Desde su escondite lejano, Rad vio su silueta arrastrarse y desaparecer tras un saliente. Se preguntó si Hank tendría la intención de buscar al hombre en su propia guarida.
Pero Hank tenía otro plan. Metió una de las cápsulas en el tubo de la máquina, apuntó al aire y disparó. Mientras los ecos de la explosión se mezclaban rápidamente con el manso caer de la lluvia, Hank detuvo la respiración y cargó de nuevo el arma. Su mirada no se apartaba de lo alto de la roca por donde el hombre tenía que aparecer. Ahora, ¡ahora tenía que hacerlo! Y, sin embargo…
No fue Hank quien se dio cuenta, sino Rad, desde el escondite por el que atisbaba los movimientos de su amigo. Vio salir entre la lluvia, por detrás de las rocas, una, dos, hasta seis cabezas de hombres armados con máquinas de matar. Y vio que si, ciertamente, el hombre en lo alto de la roca nunca habría podido descubrir el escondite de Hank, cualquiera de aquellos le tenía bajo el fuego de su máquina. Y no tardarían en descubrirle.
En un instante, antes siquiera de que hubiera tenido tiempo de pensar en aquella certeza que intuía, el aire se pobló de estallidos y luces fugaces y gritos. Hank se vio rodeado por aquellos hombres que le disparaban desde detrás de las rocas. Saltaban esquirlas de piedras a su alrededor, junto a su cabeza. Y el zumbido de los proyectiles se perdía en la distancia, después del rebote.
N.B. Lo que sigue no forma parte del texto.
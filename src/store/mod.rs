mod memory;

pub use memory::MemoryStore;

use uuid::Uuid;

use crate::domain::{AnswerMap, Form, Submission};

/// Failures from the persistence collaborator. Reported to the user and left
/// retryable; nothing here is retried automatically.
#[derive(Debug, thiserror::Error)]
pub enum StoreError {
    #[error("no form with id {0}")]
    NotFound(Uuid),
    #[error("no published form under '{0}'")]
    UnknownPublishId(String),
    #[error("form '{0}' is not published")]
    NotPublished(Uuid),
    #[error(transparent)]
    Io(#[from] std::io::Error),
    #[error(transparent)]
    Serde(#[from] serde_json::Error),
}

/// Persistence contract for form definitions and submissions.
///
/// The browser original talks to a remote service; here the boundary is a
/// blocking trait and asyncness stays an implementation detail of the caller.
pub trait FormStore {
    fn create(&mut self, form: Form) -> Result<Form, StoreError>;
    fn get_all(&self) -> Result<Vec<Form>, StoreError>;
    fn get(&self, id: Uuid) -> Result<Form, StoreError>;
    fn update(&mut self, id: Uuid, form: Form) -> Result<Form, StoreError>;
    fn delete(&mut self, id: Uuid) -> Result<bool, StoreError>;

    /// Mark a form published, minting a publish id and share URL.
    fn publish(&mut self, id: Uuid) -> Result<Form, StoreError>;
    fn unpublish(&mut self, id: Uuid) -> Result<Form, StoreError>;
    fn get_by_publish_id(&self, publish_id: &str) -> Result<Form, StoreError>;
    fn increment_submission_count(&mut self, id: Uuid) -> Result<Form, StoreError>;

    fn create_submission(
        &mut self,
        form_id: Uuid,
        answers: AnswerMap,
    ) -> Result<Submission, StoreError>;
}
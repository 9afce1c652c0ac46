// src/phrase.rs
//! Word normalization and consecutive-phrase matching.
//!
//! Phrases and story text go through the same `normalize_words`, so a phrase
//! can never disagree with the text about what a "word" is.

/// Lower-case `input`, turn every ASCII punctuation character into whitespace,
/// and split into non-empty words.
pub fn normalize_words(input: &str) -> Vec<String> {
    let cleaned: String = input
        .chars()
        .map(|c| if c.is_ascii_punctuation() { ' ' } else { c })
        .collect::<String>()
        .to_lowercase();
    cleaned.split_whitespace().map(str::to_string).collect()
}

/// A pre-tokenized phrase. Matching is whole-word, in order, with no gaps.
#[derive(Debug, Clone, PartialEq, Eq)]
pub struct Phrase {
    words: Vec<String>,
}

impl Phrase {
    pub fn new(raw: &str) -> Self {
        Self {
            words: normalize_words(raw),
        }
    }

    /// A phrase with no words after normalization never matches anything.
    pub fn is_empty(&self) -> bool {
        self.words.is_empty()
    }

    /// True if the phrase occurs as a contiguous run of whole words in `text`.
    pub fn is_in(&self, text: &str) -> bool {
        if self.words.is_empty() {
            return false;
        }
        let text_words = normalize_words(text);
        if text_words.len() < self.words.len() {
            return false;
        }
        text_words
            .windows(self.words.len())
            .any(|w| w == self.words.as_slice())
    }
}

/// Convenience form of [`Phrase::is_in`] for one-off checks.
pub fn is_phrase_in(text: &str, phrase: &str) -> bool {
    Phrase::new(phrase).is_in(text)
}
Hank disparó a ciegas, sin ver a los que le atacaban. Y, probablemente, no tuvo siquiera tiempo de cargar el arma de nuevo. Tenía que huir. Tenía que escapar de la ratonera donde se había metido. Hank salió deslizándose. De pronto, al echar a correr para cubrir el trecho de espacio abierto que le separaba de las ruinas, sintió en su espalda la quemadura de mil llamas y un empujón terrible que le lanzó cinco metros hacia delante. Cayó de bruces sobre la tierra mojada y sintió que la lluvia fría se mezclaba con la humedad caliente de la sangre que le corría por la espalda. En torno suyo saltaba el barro al impacto de los disparos incesantes y los gritos de los hombres que salían de sus madrigueras para rematarle.
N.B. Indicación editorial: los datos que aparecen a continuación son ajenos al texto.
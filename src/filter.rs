// src/filter.rs
//! Filter evaluator: keep the stories that at least one active trigger fires on.

use tracing::info;

use crate::story::Story;
use crate::trigger::TriggerRef;

// Dev logging gate: TRIGGER_DEV_LOG=1 AND dev env (debug or APP_ENV in {local,development,dev})
pub(crate) fn dev_logging_enabled() -> bool {
    let on = std::env::var("TRIGGER_DEV_LOG").ok().as_deref() == Some("1");
    if !on {
        return false;
    }
    if cfg!(debug_assertions) {
        return true;
    }
    matches!(
        std::env::var("APP_ENV")
            .unwrap_or_default()
            .to_ascii_lowercase()
            .as_str(),
        "local" | "development" | "dev"
    )
}

/// Short, stable fingerprint of a story id for logs.
pub(crate) fn anon_hash(text: &str) -> String {
    use sha2::{Digest, Sha256};
    let mut hasher = Sha256::new();
    hasher.update(text.as_bytes());
    let digest = hasher.finalize();
    let mut out = String::with_capacity(12);
    for b in digest.iter().take(6) {
        use std::fmt::Write as _;
        let _ = write!(&mut out, "{:02x}", b);
    }
    out
}

/// Index of the first trigger that fires on `story`, if any.
pub fn first_match(story: &Story, triggers: &[TriggerRef]) -> Option<usize> {
    triggers.iter().position(|t| t.evaluate(story))
}

/// Stories (in input order) on which any trigger fires. Each story appears at most
/// once no matter how many triggers fire; an empty trigger list keeps nothing.
pub fn filter_stories(stories: &[Story], triggers: &[TriggerRef]) -> Vec<Story> {
    let log = dev_logging_enabled();
    stories
        .iter()
        .filter(|s| match first_match(s, triggers) {
            Some(idx) => {
                if log {
                    // Never log story text, only the hashed id.
                    info!(
                        target: "triggers",
                        id = %anon_hash(&s.id),
                        trigger = idx,
                        kind = triggers[idx].kind(),
                        "story matched"
                    );
                }
                true
            }
            None => false,
        })
        .cloned()
        .collect()
}
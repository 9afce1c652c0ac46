// src/lib.rs
// Public library surface for the binary and integration tests.

pub mod config;
pub mod error;
pub mod filter;
pub mod handle;
pub mod phrase;
pub mod story;
pub mod trigger;

// Feed fetching + polling around the trigger engine
pub mod ingest;

// ---- Re-exports for stable public API ----
pub use crate::config::{parse_trigger_config, read_trigger_config, TriggerConfig};
pub use crate::error::{ConfigWarning, TimeParseError, TriggerConfigError};
pub use crate::filter::filter_stories;
pub use crate::handle::TriggerHandle;
pub use crate::phrase::is_phrase_in;
pub use crate::story::Story;
pub use crate::trigger::{Trigger, TriggerRef};
// src/handle.rs
//! Shared active-trigger list with optional dev hot reload.

use std::fs;
use std::path::{Path, PathBuf};
use std::sync::{Arc, RwLock};
use std::thread;
use std::time::{Duration, SystemTime};

use tracing::{info, warn};

use crate::config::TriggerConfig;
use crate::error::TriggerConfigError;
use crate::filter::filter_stories;
use crate::story::Story;
use crate::trigger::TriggerRef;

/// A threadsafe handle to the active triggers. Readers see either the old or the
/// new list, never a partially loaded one.
#[derive(Clone, Default)]
pub struct TriggerHandle {
    inner: Arc<RwLock<Vec<TriggerRef>>>,
}

impl TriggerHandle {
    pub fn new(triggers: Vec<TriggerRef>) -> Self {
        Self {
            inner: Arc::new(RwLock::new(triggers)),
        }
    }

    /// Current active list (cheap: clones `Arc`s only).
    pub fn snapshot(&self) -> Vec<TriggerRef> {
        match self.inner.read() {
            Ok(g) => g.clone(),
            Err(poisoned) => poisoned.into_inner().clone(),
        }
    }

    pub fn len(&self) -> usize {
        self.snapshot().len()
    }

    pub fn is_empty(&self) -> bool {
        self.len() == 0
    }

    pub fn replace(&self, triggers: Vec<TriggerRef>) {
        match self.inner.write() {
            Ok(mut g) => *g = triggers,
            Err(poisoned) => *poisoned.into_inner() = triggers,
        }
    }

    /// Filter `stories` against the current list.
    pub fn filter(&self, stories: &[Story]) -> Vec<Story> {
        filter_stories(stories, &self.snapshot())
    }

    /// Re-read `path`; swap in the new list only if the whole file loads.
    pub fn reload_from(&self, path: &Path) -> Result<usize, TriggerConfigError> {
        let cfg = TriggerConfig::from_path(path)?;
        let n = cfg.triggers.len();
        self.replace(cfg.triggers);
        Ok(n)
    }
}

/// Returns true if we should enable hot reload (dev/local only).
fn hot_reload_enabled() -> bool {
    let want = std::env::var("TRIGGER_HOT_RELOAD")
        .ok()
        .map(|v| v == "1")
        .unwrap_or(false);
    if !want {
        return false;
    }
    // Dev gating
    if cfg!(debug_assertions) {
        return true;
    }
    matches!(
        std::env::var("APP_ENV")
            .unwrap_or_default()
            .to_ascii_lowercase()
            .as_str(),
        "local" | "development" | "dev"
    )
}

/// Start a simple polling watcher on `path` that reloads into `handle`.
/// Polls mtime every 2s. A file that fails to load leaves the old list in place.
pub fn start_hot_reload_thread(handle: TriggerHandle, path: PathBuf) {
    if !hot_reload_enabled() {
        return;
    }
    info!(target: "triggers", path = %path.display(), "trigger hot reload enabled");

    thread::spawn(move || {
        let poll = Duration::from_secs(2);
        let mut last_mtime: Option<SystemTime> = None;

        loop {
            if let Ok(mtime) = fs::metadata(&path).and_then(|m| m.modified()) {
                let changed = match last_mtime {
                    None => false,
                    Some(prev) => mtime > prev,
                };
                if changed {
                    match handle.reload_from(&path) {
                        Ok(n) => info!(target: "triggers", active = n, "trigger config reloaded"),
                        Err(e) => {
                            warn!(target: "triggers", error = %e, "reload failed; keeping previous triggers")
                        }
                    }
                }
                last_mtime = Some(mtime);
            }
            thread::sleep(poll);
        }
    });
}
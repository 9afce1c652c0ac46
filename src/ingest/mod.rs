// src/ingest/mod.rs
pub mod config;
pub mod providers;
pub mod scheduler;
pub mod types;

use crate::ingest::types::FeedProvider;
use crate::story::Story;
use metrics::{counter, describe_counter, describe_histogram};
use once_cell::sync::OnceCell;

/// One-time metrics registration.
pub(crate) fn ensure_metrics_described() {
    static ONCE: OnceCell<()> = OnceCell::new();
    ONCE.get_or_init(|| {
        describe_counter!("feed_items_total", "Total items parsed from feeds.");
        describe_counter!(
            "feed_provider_errors_total",
            "Feed fetch/parse errors."
        );
        describe_histogram!("feed_parse_ms", "Feed parse time in milliseconds.");
        describe_counter!("poll_runs_total", "Completed poll ticks.");
        describe_counter!("stories_fetched_total", "Stories fetched across all feeds.");
        describe_counter!(
            "stories_matched_total",
            "New stories that matched an active trigger."
        );
    });
}

/// Normalize feed text: decode HTML entities, strip tags, fold quotes and whitespace.
pub fn normalize_text(s: &str) -> String {
    // 1) HTML entity decode
    let mut out = html_escape::decode_html_entities(s).to_string();

    // 2) Strip HTML tags
    static RE_TAGS: OnceCell<regex::Regex> = OnceCell::new();
    let re_tags = RE_TAGS.get_or_init(|| regex::Regex::new(r"(?is)</?[^>]+>").expect("tag regex"));
    out = re_tags.replace_all(&out, " ").to_string();

    // 3) Normalize “ ” ‘ ’ « » to ASCII quotes
    out = out
        .replace(['\u{201C}', '\u{201D}', '\u{00AB}', '\u{00BB}'], "\"")
        .replace(['\u{2018}', '\u{2019}'], "'");

    // 4) Collapse whitespace
    static RE_WS: OnceCell<regex::Regex> = OnceCell::new();
    let re_ws = RE_WS.get_or_init(|| regex::Regex::new(r"\s+").expect("whitespace regex"));
    out = re_ws.replace_all(&out, " ").to_string();
    out.trim().to_string()
}

/// Fetch every provider once. A failing provider is logged, counted and skipped.
pub async fn run_once(providers: &[Box<dyn FeedProvider>]) -> Vec<Story> {
    ensure_metrics_described();

    let mut out = Vec::new();
    for p in providers {
        match p.fetch_latest().await {
            Ok(mut v) => {
                tracing::debug!(target: "ingest", provider = p.name(), items = v.len(), "feed fetched");
                out.append(&mut v);
            }
            Err(e) => {
                tracing::warn!(target: "ingest", error = ?e, provider = p.name(), "provider error");
                counter!("feed_provider_errors_total").increment(1);
            }
        }
    }
    counter!("stories_fetched_total").increment(out.len() as u64);
    out
}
Haciendo un esfuerzo tremendo, se incorporó y se lanzó nuevamente a la carrera, sosteniendo aún la máquina. Sintió una vez más, dos veces, los impactos sobre su cuerpo y sobre su pierna, pero tenía que escapar, como fuera. En la carrera pensaba por qué no habría conservado las otras dos máquinas, en lugar de haberlas enterrado para que no cayeran en manos de sus compañeros… Ahora, ellos podrían estar disparandolas, conteniendo seguramente la avalancha de disparos que sonaban sobre su cabeza.
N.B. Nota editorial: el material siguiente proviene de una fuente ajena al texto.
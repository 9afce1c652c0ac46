// src/trigger.rs
//! Trigger predicates over a [`Story`].
//!
//! Triggers form an immutable tree. Composite triggers hold `Arc`s to their
//! operands so one definition can be shared by several composites and by the
//! active list without copying.

use std::sync::Arc;

use chrono::{DateTime, FixedOffset, NaiveDateTime, TimeZone};
use once_cell::sync::OnceCell;
use regex::Regex;

use crate::error::TimeParseError;
use crate::phrase::Phrase;
use crate::story::Story;

/// Literal format of BEFORE/AFTER arguments, e.g. `18 Sep 2016 09:00:00`.
pub const TIME_FORMAT: &str = "%d %b %Y %H:%M:%S";

/// Offset of the reference zone (UTC-05:00, "EST") in seconds east of UTC.
pub const REFERENCE_OFFSET_SECS: i32 = -5 * 3600;

/// The single zone every time comparison is carried out in.
pub fn reference_zone() -> FixedOffset {
    FixedOffset::east_opt(REFERENCE_OFFSET_SECS).expect("reference offset within ±24h")
}

/// Parse a BEFORE/AFTER literal as wall-clock time in the reference zone.
pub fn parse_reference_time(input: &str) -> Result<DateTime<FixedOffset>, TimeParseError> {
    let literal = input.trim();
    let fail = |reason: String| TimeParseError {
        input: input.to_string(),
        reason,
    };

    // chrono's %Y also takes short years ("16" -> 0016); require exactly four digits.
    static RE_SHAPE: OnceCell<Regex> = OnceCell::new();
    let re_shape = RE_SHAPE.get_or_init(|| {
        Regex::new(r"^\d{1,2} [A-Za-z]{3} \d{4} \d{1,2}:\d{1,2}:\d{1,2}$").expect("time literal regex")
    });
    if !re_shape.is_match(literal) {
        return Err(fail("does not match the literal format".into()));
    }

    let naive =
        NaiveDateTime::parse_from_str(literal, TIME_FORMAT).map_err(|e| fail(e.to_string()))?;
    // `naive` is reference-zone wall clock; shift to UTC before attaching the offset.
    Ok(reference_zone().from_utc_datetime(&(naive - reference_zone())))
}

pub type TriggerRef = Arc<Trigger>;

#[derive(Debug, Clone)]
pub enum Trigger {
    Title(Phrase),
    Description(Phrase),
    Before(DateTime<FixedOffset>),
    After(DateTime<FixedOffset>),
    Not(TriggerRef),
    And(TriggerRef, TriggerRef),
    Or(TriggerRef, TriggerRef),
}

impl Trigger {
    pub fn title(phrase: &str) -> Self {
        Self::Title(Phrase::new(phrase))
    }

    pub fn description(phrase: &str) -> Self {
        Self::Description(Phrase::new(phrase))
    }

    pub fn before(time: &str) -> Result<Self, TimeParseError> {
        parse_reference_time(time).map(Self::Before)
    }

    pub fn after(time: &str) -> Result<Self, TimeParseError> {
        parse_reference_time(time).map(Self::After)
    }

    pub fn not(inner: TriggerRef) -> Self {
        Self::Not(inner)
    }

    pub fn and(left: TriggerRef, right: TriggerRef) -> Self {
        Self::And(left, right)
    }

    pub fn or(left: TriggerRef, right: TriggerRef) -> Self {
        Self::Or(left, right)
    }

    /// Does this trigger fire on `story`? Total and side-effect free.
    pub fn evaluate(&self, story: &Story) -> bool {
        match self {
            Self::Title(p) => p.is_in(&story.title),
            Self::Description(p) => p.is_in(&story.description),
            Self::Before(threshold) => published_in_reference_zone(story) < *threshold,
            Self::After(threshold) => published_in_reference_zone(story) > *threshold,
            Self::Not(inner) => !inner.evaluate(story),
            Self::And(l, r) => l.evaluate(story) && r.evaluate(story),
            Self::Or(l, r) => l.evaluate(story) || r.evaluate(story),
        }
    }

    /// Short kind label, used in logs.
    pub fn kind(&self) -> &'static str {
        match self {
            Self::Title(_) => "TITLE",
            Self::Description(_) => "DESCRIPTION",
            Self::Before(_) => "BEFORE",
            Self::After(_) => "AFTER",
            Self::Not(_) => "NOT",
            Self::And(..) => "AND",
            Self::Or(..) => "OR",
        }
    }
}

fn published_in_reference_zone(story: &Story) -> DateTime<FixedOffset> {
    story.published_at.with_timezone(&reference_zone())
}

#[cfg(test)]
mod tests {
    use super::*;

    fn story(title: &str, description: &str, published: &str) -> Story {
        Story::new(
            "guid-1",
            title,
            description,
            "",
            DateTime::parse_from_rfc3339(published).unwrap(),
        )
    }

    fn at(published: &str) -> Story {
        story("", "", published)
    }

    #[test]
    fn reference_time_is_utc_minus_five() {
        let t = parse_reference_time("18 Sep 2016 09:00:00").unwrap();
        assert_eq!(t.offset().local_minus_utc(), REFERENCE_OFFSET_SECS);
        assert_eq!(
            t,
            DateTime::parse_from_rfc3339("2016-09-18T14:00:00Z").unwrap()
        );
    }

    #[test]
    fn bad_time_literal_is_rejected() {
        for bad in [
            "not-a-date",
            "2016-09-18 09:00:00",
            "18 Sep 2016",
            "",
            "18 Sep 16 09:00:00",
            "18 sep 16 09:00:00",
            "18 Sep 02016 09:00:00",
            "18 Sep 2016 09:00:00 EST",
        ] {
            let err = Trigger::before(bad).unwrap_err();
            assert_eq!(err.input, bad);
        }
        assert!(Trigger::after("31 Foo 2016 09:00:00").is_err());
        assert!(Trigger::after("31 Feb 2016 09:00:00").is_err());
    }

    #[test]
    fn four_digit_year_and_loose_case_accepted() {
        let a = parse_reference_time("3 oct 2016 7:05:09").unwrap();
        let b = parse_reference_time("03 Oct 2016 07:05:09").unwrap();
        assert_eq!(a, b);
        assert_eq!(a, DateTime::parse_from_rfc3339("2016-10-03T12:05:09Z").unwrap());
    }

    #[test]
    fn phrase_triggers_read_their_own_field() {
        let s = story("Election night!", "Nothing about votes", "2016-10-12T23:59:59Z");
        assert!(Trigger::title("election").evaluate(&s));
        assert!(!Trigger::description("election").evaluate(&s));
        assert!(Trigger::description("about votes").evaluate(&s));
        assert!(!Trigger::title("").evaluate(&s));
    }

    #[test]
    fn time_triggers_compare_instants_across_zones() {
        let before = Trigger::before("12 Oct 2016 23:59:59").unwrap();
        let after = Trigger::after("12 Oct 2016 23:59:59").unwrap();

        // 23:59:59 EST == 04:59:59Z next day
        let exact_utc = at("2016-10-13T04:59:59Z");
        let exact_est = at("2016-10-12T23:59:59-05:00");
        for s in [&exact_utc, &exact_est] {
            assert!(!before.evaluate(s));
            assert!(!after.evaluate(s));
        }

        // Same wall clock, but in UTC: five hours earlier as an instant.
        let earlier = at("2016-10-12T23:59:59Z");
        assert!(before.evaluate(&earlier));
        assert!(!after.evaluate(&earlier));

        let later = at("2016-10-13T05:00:00+00:00");
        assert!(after.evaluate(&later));
        assert!(!before.evaluate(&later));

        // A positive offset story that is one second later as an instant.
        let tokyo = at("2016-10-13T14:00:00+09:00");
        assert!(after.evaluate(&tokyo));
    }

    #[test]
    fn composites_follow_boolean_logic() {
        let yes: TriggerRef = Arc::new(Trigger::title("yes"));
        let no: TriggerRef = Arc::new(Trigger::title("no"));
        let s = story("yes please", "", "2016-10-12T00:00:00Z");

        assert!(!Trigger::not(yes.clone()).evaluate(&s));
        assert!(Trigger::not(no.clone()).evaluate(&s));
        assert!(Trigger::and(yes.clone(), yes.clone()).evaluate(&s));
        assert!(!Trigger::and(yes.clone(), no.clone()).evaluate(&s));
        assert!(Trigger::or(no.clone(), yes.clone()).evaluate(&s));
        assert!(!Trigger::or(no.clone(), no.clone()).evaluate(&s));

        let nested = Trigger::not(Arc::new(Trigger::and(yes, Arc::new(Trigger::not(no)))));
        assert!(!nested.evaluate(&s));
        assert_eq!(nested.kind(), "NOT");
    }

    #[test]
    fn not_inverts_every_kind_and_evaluation_is_repeatable() {
        let before: TriggerRef = Arc::new(Trigger::before("1 Jan 2020 00:00:00").unwrap());
        let title: TriggerRef = Arc::new(Trigger::title("cat"));
        let all: Vec<TriggerRef> = vec![
            title.clone(),
            Arc::new(Trigger::description("dog")),
            before.clone(),
            Arc::new(Trigger::after("1 Jan 2020 00:00:00").unwrap()),
            Arc::new(Trigger::or(title.clone(), before.clone())),
            Arc::new(Trigger::and(title, before)),
        ];
        let stories = [
            story("a cat", "a dog", "2019-06-01T00:00:00Z"),
            story("catalog", "", "2021-06-01T00:00:00+02:00"),
            story("", "dog days", "2020-01-01T05:00:00Z"),
        ];
        for t in &all {
            let inverted = Trigger::not(t.clone());
            for s in &stories {
                let first = t.evaluate(s);
                assert_eq!(first, t.evaluate(s));
                assert_eq!(inverted.evaluate(s), !first);
            }
        }
    }
}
Con el resto de sus fuerzas atravesó el pueblo derruido a la carrera, dando traspiés que, a cada instante, amenazaban lanzarle contra los muros. Pero los disparos y los gritos se oían cada vez más lejos y Hank fue cediendo la velocidad de su carrera, jadeante, en el límite de sus fuerzas, sintiendo que cada paso le hacía levantar una tonelada de carne muerta. Se detuvo. Miró en torno suyo. Estaba en una especie de plazuela que marcaba la salida de la aldea. La vista se le estaba nublando y sólo el peso de la máquina le hacía ya caer, caer… Hank se desplomó como una masa inerte en medio del asfalto mojado. Ya todo, incluso la lluvia, era silencio a su alrededor. Silencio total.